Reputation: 606
I'm making a query with having multiple non aggregated columns with group by clause but Postgres is throwing an error that I have to add non aggregated columns in group by or use any aggregate function on that column this is the query that I'm trying to run.
select
tb1.pipeline as pipeline_id,
tb3.pipeline_name as pipeline_name,
tb2."name" as integration_name,
cast(tb1.integration_id as VARCHAR) as integration_id,
tb1.created_at as created_at,
cast(tb1.id as VARCHAR) as batch_id,
sum(tb1.row_select) as row_select,
sum(tb1.row_insert) as row_insert,
from
table1 tb1
join
table2 tb2 on tb1.integration_id = tb2.id
join
table3 tb3 on tb1.pipeline = tb3.id
where
tb1.pipeline is not null
and tb1.is_super_parent = false
group by
tb1.pipeline
and I found one solution/hack for this error that is I added max function in all other non aggregated columns this solves my problem.
select
tb1.pipeline as pipeline_id,
max(tb3.pipeline_name) as pipeline_name,
max(tb2."name") as integration_name,
max(cast(tb1.integration_id as VARCHAR)) as integration_id,
max(tb1.created_at) as created_at,
max(cast(tb1.id as VARCHAR)) as batch_id,
sum(tb1.row_select) as row_select,
sum(tb1.row_insert) as row_insert,
from
table1 tb1
join
table2 tb2 on tb1.integration_id = tb2.id
join
table3 tb3 on tb1.pipeline = tb3.id
where
tb1.pipeline is not null
and tb1.is_super_parent = false
group by
tb1.pipeline
But I don't want to add max functions when there is no need for that second thing is that applying max to all other column query will be expensive so any other better approach that I can do to solve the above issue, thanks in advance.
Upvotes: 0
Views: 1013
Reputation: 14861
Well the first thing you need is to learn to format your queries in so as to get an idea of their flow at a glance. Note due to the extra comma in row_insert, from
your query will give a syntax error. With that said; How do you solve your issue?

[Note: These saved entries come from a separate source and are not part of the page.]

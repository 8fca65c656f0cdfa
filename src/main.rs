use std::sync::Arc;

use context_summarizer_mcp::{
    build_app, config::Config, logging, webhook::WebhookPusher, AppState,
};
use tracing::{info, warn};

#[tokio::main]
async fn main() -> Result<(), Box<dyn std::error::Error>> {
    logging::init_logging();

    let config = Config::from_env()?;
    let pusher = WebhookPusher::new(config.webhook_destination(), config.webhook_timeout)?;
    if !pusher.is_configured() {
        warn!("DOC_WEBHOOK_URL or DOC_WEBHOOK_TOKEN missing, summarize_context pushes will fail");
    }

    let bind_socket = config.bind_socket()?;
    let app = build_app(AppState::new(Arc::new(pusher)));
    let listener = tokio::net::TcpListener::bind(bind_socket).await?;

    info!(
        bind_addr = %config.bind_addr,
        bind_port = config.bind_port,
        base_url_configured = config.public_base_url.is_some(),
        webhook_configured = config.webhook_destination().is_some(),
        webhook_timeout_secs = config.webhook_timeout.as_secs(),
        "server starting"
    );

    axum::serve(listener, app.into_make_service()).await?;
    Ok(())
}
//! The central Model Context Protocol engine
//!
//! Parses single and batched JSON-RPC envelopes, applies notification semantics,
//! and routes each request to capability negotiation (`initialize`), the tool
//! catalogue, or tool execution.

use serde_json::{json, Value};
use tracing::{info, warn};

use crate::domain::text::clip_for_log;
use crate::domain::tools::{build_tools_list, handle_tools_call};
use crate::mcp::rpc::{
    is_json_rpc_error, json_rpc_error, json_rpc_result, INVALID_REQUEST, METHOD_NOT_FOUND,
};
use crate::AppState;

pub const DEFAULT_PROTOCOL_VERSION: &str = "2024-11-05";
pub const SUPPORTED_PROTOCOL_VERSIONS: [&str; 3] = ["2024-11-05", "2025-03-26", "2025-06-18"];

/// A structurally valid envelope. `id` is `None` for notifications.
#[derive(Debug, Clone, PartialEq)]
pub struct JsonRpcMessage {
    pub id: Option<Value>,
    pub method: String,
    pub params: Option<Value>,
}

#[derive(Debug, Clone, Copy, PartialEq, Eq)]
pub enum RpcMethod {
    Initialize,
    Initialized,
    Ping,
    ToolsList,
    ToolsCall,
    Unknown,
}

impl RpcMethod {
    pub fn parse(method: &str) -> Self {
        match method {
            "initialize" => Self::Initialize,
            "initialized" | "notifications/initialized" => Self::Initialized,
            "ping" => Self::Ping,
            "tools/list" => Self::ToolsList,
            "tools/call" => Self::ToolsCall,
            _ => Self::Unknown,
        }
    }
}

/// Handles a decoded request body. `None` means nothing warrants a response.
pub async fn handle_json_rpc_body(
    state: &AppState,
    correlation_id: &str,
    payload: Value,
) -> Option<Value> {
    let Value::Array(batch) = payload else {
        return handle_json_rpc_value(state, correlation_id, &payload).await;
    };

    let mut responses = Vec::new();
    for item in &batch {
        if let Some(response) = handle_json_rpc_value(state, correlation_id, item).await {
            responses.push(response);
        }
    }

    info!(
        correlation_id,
        batch_size = batch.len(),
        responses = responses.len(),
        "batch handled"
    );

    if responses.is_empty() {
        None
    } else {
        Some(Value::Array(responses))
    }
}

pub async fn handle_json_rpc_value(
    state: &AppState,
    correlation_id: &str,
    payload: &Value,
) -> Option<Value> {
    let message = match parse_envelope(payload) {
        Ok(message) => message,
        Err(error_response) => {
            warn!(
                correlation_id,
                id = %clip_for_log(&error_response["id"].to_string()),
                "invalid json-rpc envelope"
            );
            return Some(error_response);
        }
    };

    let method = RpcMethod::parse(&message.method);
    let Some(id) = message.id.as_ref() else {
        match method {
            RpcMethod::Initialized => info!(
                correlation_id,
                method = %clip_for_log(&message.method),
                "client initialized"
            ),
            _ => info!(
                correlation_id,
                method = %clip_for_log(&message.method),
                "notification without id dropped"
            ),
        }
        return None;
    };

    let response = match method {
        RpcMethod::Initialize => json_rpc_result(
            Some(id),
            initialize_result(message.params.as_ref()),
        ),
        RpcMethod::Initialized | RpcMethod::Ping => json_rpc_result(Some(id), json!({})),
        RpcMethod::ToolsList => json_rpc_result(Some(id), json!({ "tools": build_tools_list() })),
        RpcMethod::ToolsCall => json_rpc_result(
            Some(id),
            handle_tools_call(state, correlation_id, message.params.as_ref()).await,
        ),
        RpcMethod::Unknown => json_rpc_error(Some(id), METHOD_NOT_FOUND, "Method not found"),
    };

    info!(
        correlation_id,
        method = %clip_for_log(&message.method),
        id = %clip_for_log(&id.to_string()),
        outcome = if is_json_rpc_error(&response) { "failure" } else { "success" },
        "mcp request handled"
    );

    Some(response)
}

/// Checks the envelope shape, returning a ready `-32600` response when it is unusable.
pub fn parse_envelope(payload: &Value) -> Result<JsonRpcMessage, Value> {
    let invalid = |id: Option<&Value>| json_rpc_error(id, INVALID_REQUEST, "Invalid Request");

    let Some(object) = payload.as_object() else {
        return Err(invalid(None));
    };

    let id = match object.get("id") {
        None | Some(Value::Null) => None,
        Some(value @ (Value::String(_) | Value::Number(_))) => Some(value.clone()),
        Some(_) => return Err(invalid(None)),
    };

    if object.get("jsonrpc").and_then(Value::as_str) != Some("2.0") {
        return Err(invalid(id.as_ref()));
    }

    let Some(method) = object
        .get("method")
        .and_then(Value::as_str)
        .map(str::trim)
        .filter(|method| !method.is_empty())
    else {
        return Err(invalid(id.as_ref()));
    };

    Ok(JsonRpcMessage {
        method: method.to_string(),
        params: object.get("params").cloned(),
        id,
    })
}

pub fn negotiate_protocol_version(params: Option<&Value>) -> &'static str {
    let offered = params
        .and_then(|params| params.get("protocolVersion"))
        .and_then(Value::as_str)
        .map(str::trim);

    SUPPORTED_PROTOCOL_VERSIONS
        .into_iter()
        .find(|version| Some(*version) == offered)
        .unwrap_or(DEFAULT_PROTOCOL_VERSION)
}

pub fn initialize_result(params: Option<&Value>) -> Value {
    json!({
        "protocolVersion": negotiate_protocol_version(params),
        "capabilities": {
            "tools": {
                "listChanged": false
            }
        },
        "serverInfo": {
            "name": env!("CARGO_PKG_NAME"),
            "version": env!("CARGO_PKG_VERSION")
        }
    })
}
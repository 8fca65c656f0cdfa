//! Domain objects parsing and tool integrations
//!
//! Provides the deal-context validation, Markdown rendering and the tools exposed
//! over the MCP protocol

pub mod formatter;
pub mod request;
pub mod text;
pub mod tools;
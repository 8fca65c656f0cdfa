//! Model Context Protocol (MCP) server handling and JSON-RPC implementations
//!
//! Provides protocol-level specifics surrounding JSON-RPC validation, negotiation, formatting, and routing.

pub mod rpc;
pub mod server;
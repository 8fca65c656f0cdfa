use std::time::Instant;

use axum::{extract::Request, middleware::Next, response::Response};
use tracing::{info, warn};
use tracing_subscriber::{fmt, EnvFilter};

use crate::domain::text::clip_for_log;
use crate::http::handlers::CORRELATION_HEADER;

pub fn init_logging() {
    let filter = EnvFilter::try_from_default_env().unwrap_or_else(|_| EnvFilter::new("info"));
    fmt()
        .with_env_filter(filter)
        .with_target(false)
        .compact()
        .init();
}

pub async fn request_logging_middleware(request: Request, next: Next) -> Response {
    let method = request.method().clone();
    let path = clip_for_log(request.uri().path());
    let started_at = Instant::now();

    let response = next.run(request).await;
    let status = response.status();
    let elapsed_ms = started_at.elapsed().as_millis();
    let correlation_id = response
        .headers()
        .get(&CORRELATION_HEADER)
        .and_then(|value| value.to_str().ok())
        .unwrap_or("-");

    info!(
        method = %method,
        path = %path,
        status = status.as_u16(),
        duration_ms = elapsed_ms,
        correlation_id,
        "request summary"
    );

    if status.is_client_error() {
        warn!(method = %method, path = %path, status = status.as_u16(), "client error response");
    }

    response
}
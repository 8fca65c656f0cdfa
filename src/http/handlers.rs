//! Axum HTTP handlers for the web server
//!
//! Provides the primary Model Context Protocol endpoint, and general metadata endpoints.

use axum::{
    body::Bytes,
    extract::State,
    http::{header, HeaderMap, HeaderName, HeaderValue, StatusCode},
    response::{IntoResponse, Response},
    Json,
};
use serde::Serialize;
use serde_json::Value;
use tracing::warn;
use uuid::Uuid;

use crate::domain::{
    text::{clip_chars, LOG_VALUE_MAX_CHARS},
    tools::{health_snapshot, HealthSnapshot},
};
use crate::mcp::rpc::{json_rpc_error, PARSE_ERROR};
use crate::mcp::server::handle_json_rpc_body;
use crate::AppState;

pub const CORRELATION_HEADER: HeaderName = HeaderName::from_static("x-request-id");
const PREFLIGHT_ALLOW_HEADERS: &str = "content-type, authorization, mcp-session-id, x-request-id";

#[derive(Debug, Serialize)]
pub struct DiscoveryResponse {
    pub name: &'static str,
    pub version: &'static str,
    pub mcp_endpoint: &'static str,
}

pub async fn health(State(state): State<AppState>) -> impl IntoResponse {
    (
        [(header::CACHE_CONTROL, "no-store")],
        Json::<HealthSnapshot>(health_snapshot(&state)),
    )
}

pub async fn discovery() -> Json<DiscoveryResponse> {
    Json(DiscoveryResponse {
        name: env!("CARGO_PKG_NAME"),
        version: env!("CARGO_PKG_VERSION"),
        mcp_endpoint: "/mcp",
    })
}

pub async fn preflight() -> impl IntoResponse {
    (
        StatusCode::NO_CONTENT,
        [
            (header::ACCESS_CONTROL_ALLOW_ORIGIN, "*"),
            (header::ACCESS_CONTROL_ALLOW_METHODS, "POST, OPTIONS"),
            (header::ACCESS_CONTROL_ALLOW_HEADERS, PREFLIGHT_ALLOW_HEADERS),
            (header::ACCESS_CONTROL_MAX_AGE, "86400"),
        ],
    )
}

pub async fn mcp_endpoint(
    State(state): State<AppState>,
    headers: HeaderMap,
    body: Bytes,
) -> Response {
    let correlation_id = correlation_id(&headers);

    let mut response = match serde_json::from_slice::<Value>(&body) {
        Ok(payload) => match handle_json_rpc_body(&state, &correlation_id, payload).await {
            Some(reply) => (StatusCode::OK, Json(reply)).into_response(),
            None => StatusCode::NO_CONTENT.into_response(),
        },
        Err(err) => {
            warn!(
                correlation_id = %correlation_id,
                error = %err,
                "request body is not valid json"
            );
            (
                StatusCode::BAD_REQUEST,
                Json(json_rpc_error(None, PARSE_ERROR, "Parse error")),
            )
                .into_response()
        }
    };

    let response_headers = response.headers_mut();
    response_headers.insert(
        header::ACCESS_CONTROL_ALLOW_ORIGIN,
        HeaderValue::from_static("*"),
    );
    if let Ok(value) = HeaderValue::from_str(&correlation_id) {
        response_headers.insert(CORRELATION_HEADER, value);
    }

    response
}

/// Caller-supplied `x-request-id` when usable, otherwise a fresh UUID.
pub fn correlation_id(headers: &HeaderMap) -> String {
    headers
        .get(&CORRELATION_HEADER)
        .and_then(|value| value.to_str().ok())
        .map(str::trim)
        .filter(|value| !value.is_empty())
        .map(|value| clip_chars(value, LOG_VALUE_MAX_CHARS))
        .unwrap_or_else(|| Uuid::new_v4().to_string())
}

You cannot avoid the additional aggregates or the expanded group by as long as the exist in the scope same query. You need to separate the aggregation from selection of additional columns. You basically have 2 choices:
with sums (pipeline_id, row_select, row_insert) as
( select tb1.pipeline
, sum(tb1.row_select) as row_select
, sum(tb1.row_insert) as row_insert
table1 tb1
where tb1.pipeline is not null
and tb1.is_super_parent = false
group by tb1.pipeline
)
select s.pipeline_id
, tbl3.pipeline_name
, tb2."name" integration_name
, s.row_select
, s.row_insert
from sums s
join table2 tbl2 on (s.pipeline_id = tb2.id)
join table3 tbl3 on (s.pipeline_id = tb3.id);
select s.pipeline_id
, tbl3.pipeline_name
, tb2."name" integration_name
, s.row_select
, s.row_insert
from ( select tb1.pipeline
, sum(tb1.row_select) as row_select
, sum(tb1.row_insert) as row_insert
table1 tb1
where tb1.pipeline is not null
and tb1.is_super_parent = false
group by tb1.pipeline
) s
join table2 tbl2 on (s.pipeline_id = tb2.id)
join table3 tbl3 on (s.pipeline_id = tb3.id);
NOTE: Not tested as no sample data supplied.
Upvotes: 1